**Instructions to follow:**
Your answer must be every line of the data that contains "already".

===== Records =====

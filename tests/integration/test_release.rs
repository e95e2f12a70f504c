//! Integration tests for `monorail release`

use crate::helpers::{TestWorkspace, list_dir, run_monorail, run_monorail_failing};
use anyhow::Result;
use serde_json::json;

#[test]
fn test_wasm_and_napi_wasm_are_exclusive() -> Result<()> {
  let ws = TestWorkspace::new(&["x86_64-unknown-linux-gnu"])?;

  let output = run_monorail_failing(&ws, &["release", "--wasm", "--napi-wasm"])?;
  let stderr = String::from_utf8_lossy(&output.stderr);
  assert_eq!(output.status.code(), Some(1));
  assert!(stderr.contains("--wasm, --napi-wasm"), "stderr: {}", stderr);
  assert!(!String::from_utf8_lossy(&output.stdout).contains("$ "));
  assert!(!ws.file_exists("target"));

  Ok(())
}

#[test]
fn test_unknown_triple_changes_nothing() -> Result<()> {
  let ws = TestWorkspace::new(&["x86_64-unknown-linux-gnu", "sparc64-unknown-linux-gnu"])?;
  let before = list_dir(&ws.path);

  let output = run_monorail_failing(&ws, &["release"])?;
  let stderr = String::from_utf8_lossy(&output.stderr);
  assert!(stderr.contains("sparc64-unknown-linux-gnu"));
  assert!(stderr.contains("monorail targets"));

  assert_eq!(list_dir(&ws.path), before);
  assert!(ws.read_json("package.json")?.get("private").is_none());

  Ok(())
}

#[test]
fn test_root_release_requires_files() -> Result<()> {
  let ws = TestWorkspace::new(&["x86_64-unknown-linux-gnu"])?;
  ws.write_manifest(&json!({
    "name": "@acme/core",
    "version": "0.3.0",
    "files": [],
    "napi": { "binaryName": "core", "packageName": "@acme/core", "targets": ["x86_64-unknown-linux-gnu"] }
  }))?;
  std::fs::write(ws.path.join("index.js"), "module.exports = require('./core.node')\n")?;

  let output = run_monorail_failing(&ws, &["release", "--root"])?;
  assert!(String::from_utf8_lossy(&output.stderr).contains("files"));
  assert!(!ws.file_exists("dist"));

  Ok(())
}

#[test]
fn test_wasm_opt_with_no_wasm_files() -> Result<()> {
  let ws = TestWorkspace::new(&["x86_64-unknown-linux-gnu"])?;
  std::fs::create_dir_all(ws.path.join("pkg"))?;
  std::fs::write(ws.path.join("pkg/core.js"), "")?;

  let output = run_monorail(&ws, &["release", "--wasm-opt", "pkg"])?;
  assert!(String::from_utf8_lossy(&output.stdout).contains("0 file(s) optimized"));
  assert!(list_dir(&ws.home).iter().all(|name| name != ".npmrc"));

  Ok(())
}

#[test]
fn test_missing_manifest_is_reported() -> Result<()> {
  let ws = TestWorkspace::new(&[])?;
  std::fs::remove_file(ws.path.join("package.json"))?;

  let output = run_monorail_failing(&ws, &["release", "--wasm-web"])?;
  assert_eq!(output.status.code(), Some(1));
  assert!(String::from_utf8_lossy(&output.stderr).contains("package.json"));

  Ok(())
}
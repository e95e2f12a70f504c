//! `monorail stubs`

use crate::core::config::ReleaseEnv;
use crate::core::error::RailResult;
use crate::napi::manifest::RootManifest;
use crate::napi::{catalog, config, stubs};

/// Create the stub package for every configured target that lacks one
pub fn run_stubs(env: &ReleaseEnv) -> RailResult<()> {
  let manifest = RootManifest::load(&env.root)?;
  let config = config::resolve(&env.root, &manifest)?;
  let descriptors = catalog::descriptors_for(&config.targets);

  let created = stubs::ensure_stub_directories(&env.root, &descriptors)?;
  if created.is_empty() {
    println!("✅ All {} stub package(s) already exist", descriptors.len());
  } else {
    println!(
      "✅ Created {} of {} stub package(s) under {}/",
      created.len(),
      descriptors.len(),
      stubs::STUB_ROOT
    );
  }
  Ok(())
}
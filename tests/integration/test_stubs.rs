//! Integration tests for `monorail stubs`

use crate::helpers::{TestWorkspace, list_dir, run_monorail, run_monorail_failing};
use anyhow::Result;
use serde_json::json;

#[test]
fn test_stubs_created_for_configured_targets() -> Result<()> {
  let ws = TestWorkspace::new(&["x86_64-unknown-linux-gnu", "aarch64-apple-darwin"])?;

  run_monorail(&ws, &["stubs"])?;
  assert_eq!(list_dir(&ws.path.join("npm")), vec!["darwin-arm64", "linux-x64-gnu"]);

  let stub = ws.read_json("npm/linux-x64-gnu/package.json")?;
  assert_eq!(stub, json!({ "os": ["linux"], "cpu": ["x64"] }));
  assert!(ws.file_exists("npm/darwin-arm64/README.md"));

  Ok(())
}

#[test]
fn test_stubs_rerun_keeps_edits() -> Result<()> {
  let ws = TestWorkspace::new(&["x86_64-unknown-linux-musl"])?;
  run_monorail(&ws, &["stubs"])?;

  let manifest = ws.path.join("npm/linux-x64-musl/package.json");
  std::fs::write(&manifest, r#"{"os":["linux"],"cpu":["x64"],"libc":["musl"]}"#)?;

  let output = run_monorail(&ws, &["stubs"])?;
  assert!(String::from_utf8_lossy(&output.stdout).contains("already exist"));
  assert_eq!(ws.read_json("npm/linux-x64-musl/package.json")?["libc"], json!(["musl"]));

  Ok(())
}

#[test]
fn test_legacy_schema_requires_defaults_false() -> Result<()> {
  let ws = TestWorkspace::new(&[])?;
  ws.install_napi_cli("2.18.4")?;
  ws.write_manifest(&json!({
    "name": "@acme/core",
    "version": "0.3.0",
    "napi": {
      "name": "core",
      "package": { "name": "@acme/core" },
      "triples": { "additional": ["x86_64-unknown-linux-gnu"] }
    }
  }))?;

  let output = run_monorail_failing(&ws, &["stubs"])?;
  assert_eq!(output.status.code(), Some(1));
  assert!(String::from_utf8_lossy(&output.stderr).contains("napi.triples.defaults"));
  assert!(!ws.file_exists("npm"));

  Ok(())
}

#[test]
fn test_legacy_schema_with_defaults_false() -> Result<()> {
  let ws = TestWorkspace::new(&[])?;
  ws.install_napi_cli("2.18.4")?;
  ws.write_manifest(&json!({
    "name": "@acme/core",
    "version": "0.3.0",
    "napi": {
      "name": "core",
      "package": { "name": "@acme/core" },
      "triples": { "defaults": false, "additional": ["aarch64-unknown-linux-gnu"] }
    }
  }))?;

  run_monorail(&ws, &["stubs"])?;
  assert_eq!(list_dir(&ws.path.join("npm")), vec!["linux-arm64-gnu"]);

  Ok(())
}

#[test]
fn test_unsupported_tool_version_exits_with_validation_code() -> Result<()> {
  let ws = TestWorkspace::new(&["x86_64-unknown-linux-gnu"])?;
  ws.install_napi_cli("1.4.0")?;

  let output = run_monorail_failing(&ws, &["stubs"])?;
  assert_eq!(output.status.code(), Some(3));
  assert!(String::from_utf8_lossy(&output.stderr).contains("1.4.0"));

  Ok(())
}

=====

**Written answer:**
    println!("✅ All {} stub package(s) already exist", descriptors.len());
  assert!(String::from_utf8_lossy(&output.stdout).contains("already exist"));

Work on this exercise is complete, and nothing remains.